Few things comfort me more than the blue corn cheese enchilada at Blue Mesa Southwestern Grill (612 Carroll St, 817-332-6372). The gooey queso fresco nestled in a cobalt-colored tortilla mellows out the piquant three-chile sauce the same way a whiskey shot takes the edge off the pain of owning a house with knickknacks and a toddler. 

As of October, the Dallas-based mini-chain abandoned its longstanding space and set up shop in the still-developing end of the West 7th area near Montgomery Plaza. The interior of its swanky new environs is open and bright, with floor-to-ceiling windows that flood the dining room with natural light during the lunch hours. The walls are adorned with faux rustic-looking light fixtures and paintings of earthen jugs as though the brass ordered the “Mexican Village” package out of Pottery Barn’s restaurant décor catalog. But the effect is pleasing if generic. 

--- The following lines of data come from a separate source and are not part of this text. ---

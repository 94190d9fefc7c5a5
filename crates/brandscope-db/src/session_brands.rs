//! Database operations for `session_brands`.

use brandscope_core::{BrandProfile, Platform};
use chrono::{DateTime, Utc};
use sqlx::PgPool;

use crate::DbError;

/// A row from the `session_brands` table. Position 0 is the focus brand.
#[derive(Debug, Clone, sqlx::FromRow)]
pub struct SessionBrandRow {
    pub id: i64,
    pub session_id: i64,
    pub name: String,
    pub is_focus: bool,
    pub position: i32,
    pub instagram_handle: Option<String>,
    pub tiktok_handle: Option<String>,
    pub twitter_handle: Option<String>,
    pub facebook_handle: Option<String>,
    pub youtube_handle: Option<String>,
    pub created_at: DateTime<Utc>,
}

impl SessionBrandRow {
    fn handle_column(&self, platform: Platform) -> Option<&String> {
        match platform {
            Platform::Instagram => self.instagram_handle.as_ref(),
            Platform::TikTok => self.tiktok_handle.as_ref(),
            Platform::Twitter => self.twitter_handle.as_ref(),
            Platform::Facebook => self.facebook_handle.as_ref(),
            Platform::YouTube => self.youtube_handle.as_ref(),
        }
    }

    /// Rebuild the brand profile, skipping blank handle columns.
    #[must_use]
    pub fn to_profile(&self) -> BrandProfile {
        Platform::ALL
            .into_iter()
            .fold(BrandProfile::new(self.name.clone()), |profile, platform| {
                match self.handle_column(platform) {
                    Some(h) if !h.trim().is_empty() => profile.with_handle(platform, h.clone()),
                    _ => profile,
                }
            })
    }
}

/// Inserts `focus` at position 0 followed by `competitors`, in one
/// transaction.
///
/// # Errors
///
/// Returns [`DbError::Sqlx`] if any insert fails; nothing is written then.
pub async fn insert_session_brands(
    pool: &PgPool,
    session_id: i64,
    focus: &BrandProfile,
    competitors: &[BrandProfile],
) -> Result<Vec<SessionBrandRow>, DbError> {
    let mut tx = pool.begin().await?;
    let mut rows = Vec::with_capacity(competitors.len() + 1);

    for (position, brand) in std::iter::once(focus).chain(competitors).enumerate() {
        let position = i32::try_from(position).unwrap_or(i32::MAX);
        let row = sqlx::query_as::<_, SessionBrandRow>(
            "INSERT INTO session_brands \
                 (session_id, name, is_focus, position, instagram_handle, tiktok_handle, \
                  twitter_handle, facebook_handle, youtube_handle) \
             VALUES ($1, $2, $3, $4, $5, $6, $7, $8, $9) \
             RETURNING id, session_id, name, is_focus, position, instagram_handle, \
                       tiktok_handle, twitter_handle, facebook_handle, youtube_handle, created_at",
        )
        .bind(session_id)
        .bind(&brand.name)
        .bind(position == 0)
        .bind(position)
        .bind(brand.handle(Platform::Instagram))
        .bind(brand.handle(Platform::TikTok))
        .bind(brand.handle(Platform::Twitter))
        .bind(brand.handle(Platform::Facebook))
        .bind(brand.handle(Platform::YouTube))
        .fetch_one(&mut *tx)
        .await?;
        rows.push(row);
    }

    tx.commit().await?;
    Ok(rows)
}

/// Lists a session's brands, focus first.
///
/// # Errors
///
/// Returns [`DbError::Sqlx`] if the query fails.
pub async fn list_session_brands(
    pool: &PgPool,
    session_id: i64,
) -> Result<Vec<SessionBrandRow>, DbError> {
    let rows = sqlx::query_as::<_, SessionBrandRow>(
        "SELECT id, session_id, name, is_focus, position, instagram_handle, tiktok_handle, \
                twitter_handle, facebook_handle, youtube_handle, created_at \
         FROM session_brands \
         WHERE session_id = $1 \
         ORDER BY position",
    )
    .bind(session_id)
    .fetch_all(pool)
    .await?;

    Ok(rows)
}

For those of us who remember when the Mesa planted its flag in University Park Village some 20 years ago, its absence in that area will undoubtedly leave a void. After all, back then, the Fort’s culinary landscape was a barren wasteland of Brinker chains, fast food, barbecue joints, some good Mexican options, and a smattering of fine-dining joints. Blue Mesa was a godsend: an upscale but approachable menu of gussied-up Southwestern standards. The cuisine was familiar to fans of Tex-Mex, like seeing a cousin who looks like you but has a way better job and a cuter family. 


I found it odd that Blue Mesa pulled its stakes right before its now-former neighborhood near I-30 and University Drive finally started to attract some good/great eateries (HG Sply, Pacific Table, East Hampton Sandwich Co., Woodshed Smokehouse). Last year, Chili’s Grill shuttered its location in that same shopping center, which makes me think the real estate is ascending into hoity heights. At least Blue Mesa didn’t close down. 

The move hasn’t robbed the place of its mojo. On my recent visit, the “perfect” tortilla soup ($5 a cup) was teeming with cheese, crispy strips of kaleidoscopic tortillas, cilantro, and huge chunks of carrots, onions, tomatoes, and shredded chicken. The broth had a rich, fully developed flavor with a tinge of lime. I went straight for the enchiladas ($9.50), accompanied by fluffy ginger rice and intense, smoky black beans. My guest’s Mesa sampler ($11) – grilled vegetables with goat cheese, basil pesto, and black beans – was a lighter smorgasbord of Mesa favorites. 

Of course, Blue Mesa is known more for its brunch buffet ($22) than lunch. At its old spot, there would be a line of brunch-hungry masses practically winding around TCU’s Ed Landreth Hall. When I dropped in to the West 7th location, the dining room was full but not quite as frenzied. The bill of fare is pretty much the same, with some seasonal additions. I gorged on sweet corn cakes and omelets, while numbing my will power with complimentary mimosas. 

On both of my visits, the service was prompt and pleasant despite the place being busy. The tequila bar is still a happening spot, as power-lunchers and Westside ladies alike downed neon-colored alcoholic beverages with Don Draper-like aplomb. 

The new digs are going to take an adjustment period –– like your parents moving out of the house you grew up in to a posh swingers’ condominium complex. But as long as the kitchen serves its signature enchiladas, it’ll still feel like home.